Cuando este pasado 22 de diciembre escuché por televisión a un campechano habitante de Alagón, pueblo situado a 25 kilómetros de Zaragoza, contando literalmente y con sumo aplomo que la noticia de que le había tocado la lotería de Navidad le cogió cagando y que –apostilló con idéntico aplomo– no recordaba incluso si se había limpiado el culo antes de subirse los pantalones, me acordé inmediatamente de Mariano Rajoy y de cómo le habían cogido a él los resultados electorales del día anterior en Cataluña.

Pido perdón de antemano por el escatológico ejemplo. Y no quiero, ni mucho menos, frivolizar sobre el resultado que han deparado las urnas, ni que vean la comparación como un detalle de mal gusto, un chiste facilón o una boutade del arriba firmante. No, lo digo completamente en serio; tan en serio me lo tomo que creo que si el presidente de todos los españoles hubiera tenido un mínimo de educación democrática habría tenido que dimitir inmediatamente y convocado elecciones generales tras el sonoro fiasco, antes incluso de que el campechano zaragozano de Alagón se hubiera enterado, de aquellas maneras que nos contó, que le había tocado la lotería de Navidad.
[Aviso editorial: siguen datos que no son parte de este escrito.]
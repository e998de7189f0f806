//! Guard bounds shared by every engine.
//!
//! A [`GuardConfig`] is passed by reference into each calculation. The bounds
//! cap the computational cost of a single call (schedule length, cash-flow
//! count, solver budget) and the magnitude of accepted monetary amounts.

use std::time::Duration;

use rust_decimal::Decimal;
use rust_decimal_macros::dec;
use serde::{Deserialize, Serialize};

use crate::error::FinCalcError;
use crate::types::Money;
use crate::FinCalcResult;

pub const DEFAULT_MAX_AMOUNT: Money = dec!(1000000000000);
pub const DEFAULT_MAX_AMORTIZATION_MONTHS: u32 = 600;
pub const DEFAULT_MAX_CASHFLOWS: usize = 1000;

pub const DEFAULT_SOLVER_TOLERANCE: f64 = 1e-12;
pub const DEFAULT_SOLVER_MAX_ITERATIONS: u32 = 200;
pub const DEFAULT_SOLVER_TIME_BUDGET_MS: u64 = 5_000;

/// Iteration and wall-clock budget for one root-finding run.
#[derive(Debug, Clone, Copy, PartialEq, Serialize, Deserialize)]
#[serde(default)]
pub struct SolverBudget {
    /// Convergence tolerance on both |f(x)| and the bracket half-width
    pub tolerance: f64,
    pub max_iterations: u32,
    pub time_budget_ms: u64,
}

impl Default for SolverBudget {
    fn default() -> Self {
        Self {
            tolerance: DEFAULT_SOLVER_TOLERANCE,
            max_iterations: DEFAULT_SOLVER_MAX_ITERATIONS,
            time_budget_ms: DEFAULT_SOLVER_TIME_BUDGET_MS,
        }
    }
}

impl SolverBudget {
    pub fn time_budget(&self) -> Duration {
        Duration::from_millis(self.time_budget_ms)
    }

    #[must_use]
    pub fn with_tolerance(mut self, tolerance: f64) -> Self {
        self.tolerance = tolerance;
        self
    }

    #[must_use]
    pub fn with_max_iterations(mut self, max_iterations: u32) -> Self {
        self.max_iterations = max_iterations;
        self
    }

    #[must_use]
    pub fn with_time_budget(mut self, budget: Duration) -> Self {
        self.time_budget_ms = budget.as_millis().min(u64::MAX as u128) as u64;
        self
    }
}

/// Immutable numeric bounds injected into every engine call.
#[derive(Debug, Clone, PartialEq, Serialize, Deserialize)]
#[serde(default)]
pub struct GuardConfig {
    /// Largest absolute monetary amount accepted as input
    pub max_amount: Money,
    /// Hard cap on amortization schedule length
    pub max_amortization_months: u32,
    /// Hard cap on the number of XIRR cash flows
    pub max_cashflows: usize,
    pub solver: SolverBudget,
}

impl Default for GuardConfig {
    fn default() -> Self {
        Self {
            max_amount: DEFAULT_MAX_AMOUNT,
            max_amortization_months: DEFAULT_MAX_AMORTIZATION_MONTHS,
            max_cashflows: DEFAULT_MAX_CASHFLOWS,
            solver: SolverBudget::default(),
        }
    }
}

impl GuardConfig {
    #[must_use]
    pub fn with_max_amount(mut self, max_amount: Money) -> Self {
        self.max_amount = max_amount;
        self
    }

    #[must_use]
    pub fn with_max_amortization_months(mut self, months: u32) -> Self {
        self.max_amortization_months = months;
        self
    }

    #[must_use]
    pub fn with_max_cashflows(mut self, count: usize) -> Self {
        self.max_cashflows = count;
        self
    }

    #[must_use]
    pub fn with_solver(mut self, solver: SolverBudget) -> Self {
        self.solver = solver;
        self
    }

    /// Reject bounds that would make every call fail or never terminate.
    pub fn validate(&self) -> FinCalcResult<()> {
        if self.max_amount <= Decimal::ZERO {
            return Err(FinCalcError::validation(
                "max_amount",
                "Maximum amount must be positive",
            ));
        }
        if self.max_amortization_months == 0 {
            return Err(FinCalcError::validation(
                "max_amortization_months",
                "Maximum amortization months must be at least 1",
            ));
        }
        if self.max_cashflows < 2 {
            return Err(FinCalcError::validation(
                "max_cashflows",
                "Maximum cash flow count must allow at least 2 flows",
            ));
        }
        if !(self.solver.tolerance.is_finite() && self.solver.tolerance > 0.0) {
            return Err(FinCalcError::validation(
                "solver.tolerance",
                "Solver tolerance must be a positive finite number",
            ));
        }
        if self.solver.max_iterations == 0 {
            return Err(FinCalcError::validation(
                "solver.max_iterations",
                "Solver iteration cap must be at least 1",
            ));
        }
        if self.solver.time_budget_ms == 0 {
            return Err(FinCalcError::validation(
                "solver.time_budget_ms",
                "Solver time budget must be positive",
            ));
        }
        Ok(())
    }

    /// Fail with `Validation` when `|amount|` exceeds the configured maximum.
    pub(crate) fn check_amount(&self, field: &str, amount: Money) -> FinCalcResult<()> {
        if amount.abs() > self.max_amount {
            return Err(FinCalcError::validation(
                field,
                format!("Absolute amount must not exceed {}", self.max_amount),
            ));
        }
        Ok(())
    }
}
use chrono::NaiveDate;
use rust_decimal::Decimal;
use serde::{Deserialize, Serialize};
use std::time::Instant;

use super::schedule::amortization_schedule;
use super::{monthly_rate, payoff_label};
use crate::limits::GuardConfig;
use crate::time_value::validate_amount;
use crate::types::{with_metadata, ComputationOutput, Money, Rate, Years, MONEY_DP};
use crate::FinCalcResult;

/// Baseline schedule compared against a schedule with a fixed extra
/// principal payment every month.
#[derive(Debug, Clone, PartialEq, Serialize, Deserialize)]
pub struct ExtraPaymentOutcome {
    pub regular_monthly_payment: Money,
    /// Regular payment plus the extra amount
    pub total_monthly_payment: Money,
    pub original_payoff_months: u32,
    pub new_payoff_months: u32,
    pub months_saved: u32,
    pub original_total_interest: Money,
    pub new_total_interest: Money,
    pub interest_saved: Money,
    /// `YYYY-MM` of the accelerated final payment
    pub new_payoff_date: String,
}

/// Simulate paying `extra_monthly` on top of the regular payment.
///
/// Both runs use the same cent-rounding rules as [`amortization_schedule`].
/// The extra amount goes entirely to principal and is clamped to whatever
/// balance remains.
pub fn with_extra_payments(
    principal: Money,
    annual_rate: Rate,
    years: Years,
    extra_monthly: Money,
    as_of: NaiveDate,
    limits: &GuardConfig,
) -> FinCalcResult<ExtraPaymentOutcome> {
    validate_amount("extra_monthly", extra_monthly, limits)?;
    let baseline = amortization_schedule(
        principal,
        annual_rate,
        years,
        limits.max_amortization_months,
        limits,
    )?;

    let original_payoff_months = baseline.entries.len() as u32;
    let original_total_interest: Money = baseline.entries.iter().map(|e| e.interest_portion).sum();

    let payment = baseline.monthly_payment;
    let rate = monthly_rate(annual_rate);
    let mut balance = principal;
    let mut new_payoff_months = 0u32;
    let mut new_total_interest = Decimal::ZERO;

    for period in 1..=baseline.total_payments {
        if balance.is_zero() {
            break;
        }
        let interest = (balance * rate).round_dp(MONEY_DP);
        let mut principal_portion = (payment - interest).max(Decimal::ZERO) + extra_monthly;
        if period == baseline.total_payments || principal_portion >= balance {
            principal_portion = balance;
        }

        balance -= principal_portion;
        new_total_interest += interest;
        new_payoff_months = period;
    }

    log::debug!(
        "extra {extra_monthly}/month pays off in {new_payoff_months} instead of {original_payoff_months} months"
    );

    Ok(ExtraPaymentOutcome {
        regular_monthly_payment: payment,
        total_monthly_payment: payment + extra_monthly,
        original_payoff_months,
        new_payoff_months,
        months_saved: original_payoff_months.saturating_sub(new_payoff_months),
        original_total_interest,
        new_total_interest,
        interest_saved: original_total_interest - new_total_interest,
        new_payoff_date: payoff_label(as_of, new_payoff_months)?,
    })
}

// ---------------------------------------------------------------------------
// Request-level wrapper
// ---------------------------------------------------------------------------

#[derive(Debug, Clone, Serialize, Deserialize)]
pub struct ExtraPaymentsInput {
    pub principal: Money,
    pub annual_rate: Rate,
    pub years: Years,
    pub extra_monthly: Money,
    /// Month of the first payment; today when omitted
    #[serde(default, skip_serializing_if = "Option::is_none")]
    pub as_of: Option<NaiveDate>,
}

pub fn calculate_extra_payments(
    input: &ExtraPaymentsInput,
    limits: &GuardConfig,
) -> FinCalcResult<ComputationOutput<ExtraPaymentOutcome>> {
    let start = Instant::now();
    let as_of = input
        .as_of
        .unwrap_or_else(|| chrono::Local::now().date_naive());
    let outcome = with_extra_payments(
        input.principal,
        input.annual_rate,
        input.years,
        input.extra_monthly,
        as_of,
        limits,
    )?;

    let mut warnings = Vec::new();
    if input.extra_monthly.is_zero() {
        warnings.push("No extra payment given; outcome equals the baseline schedule".into());
    }

    Ok(with_metadata(
        "Accelerated amortization with a fixed monthly extra principal payment",
        input,
        warnings,
        start.elapsed().as_micros() as u64,
        outcome,
    ))
}
pub mod error;
pub mod limits;
pub mod solvers;
pub mod time_value;
pub mod types;

#[cfg(feature = "mortgage")]
pub mod mortgage;

#[cfg(feature = "fixed_income")]
pub mod fixed_income;

#[cfg(feature = "xirr")]
pub mod xirr;

pub use error::FinCalcError;
pub use limits::{GuardConfig, SolverBudget};
pub use types::*;

/// Standard result type for all fincalc operations
pub type FinCalcResult<T> = Result<T, FinCalcError>;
Y no quiero decir con esto que al presidente del Gobierno le haya cogido de esta guisa la victoria del independentismo, el fracaso estrepitoso de sus siglas o, para más inri, el éxito incontestable de Ciudadanos. Pero no encuentro mejor visualización para plasmar el cuadro que nos ha dejado su lamentable gestión de una crisis que ya se anunciaba desde el mismo momento en el que convocó unas elecciones autonómicas sin antes haber desmembrado las bases que habían provocado el 1-O de este año o el 9-N de 2014.

Otro que no hubiera sido él no habría pegado ojo la noche de la catástrofe catalana, e incluso al mirarse en el espejo, Mariano Rajoy se habría dado de bruces con un fracasado impenitente, con un cobarde –políticamente hablando– irrecuperable. Debe ser muy duro para un dirigente político –y no digamos si además es el presidente del Gobierno– volcarse en una campaña electoral como nunca antes lo había hecho y que su partido se quede con cuatro miserables diputados –siete menos de los que tenía– y que además la opción separatista renueve su absolutismo y su legitimidad gracias a la coartada facilitada por tan mediocre política.

Pero a él le resbala todo. Nada parece tocarle. Es inmune al fracaso, a la crítica, a los errores que nunca parecen ser suyos. Siempre de perfil, siempre ciego, sordo, mudo… que para eso tiene a muchos que le escriben y le guían y le aconsejan. No aplicar antes el 155 fue culpa de la oposición, aplicarlo como se aplicó con elecciones a la vuelta de la esquina fue también culpa de PSOE y Ciudadanos que le obligaron, fracasar electoralmente el 21-D hay que reprochárselo al juego sucio de Inés Arrimadas y no a su nefasta gestión de la crisis o a la de su vicepresidenta que todo lo sabía pero en nada acertó. En pocos lugares democráticos se tiene tanta desvergüenza para culpar de todas las plagas de Egipto a la oposición y no a quien gobierna, a quien tiene pluma y tintero para firmar en el Boletín Oficial del Estado.

Nunca en España un presidente del Gobierno, ni tan siquiera José Luis Rodríguez Zapatero, se ha equivocado tanto y de forma tan reiterada y con efectos tan devastadores para la estabilidad política del país –Valencia, Baleares y quién sabe si Galicia esperan su momento y País Vasco y Navarra siempre están ahí–, para la imagen de España en el exterior –los resultados del 21-D han vuelto a poner a la democracia española en la picota y sigue planeando sobre nosotros la leyenda negra de llevar al autoritarismo en nuestra venas sin que nadie haya intentando siquiera combatir tamaño estigma– y para la convivencia pacífica de todos los españoles –donde incluyo a los catalanes, al menos a la mitad de ellos–, hartos del cansino problema catalán y de que aquellos que deberían intentar solucionarlo no solo no lo consigan sino que lo aviven; y hartos asimismo de que se nos tache de fascistas/franquistas cuando no lo somos.

Aunque no pisemos catedral alguna sería bueno que nos preguntáramos en qué momento se nos empezó a joder este país.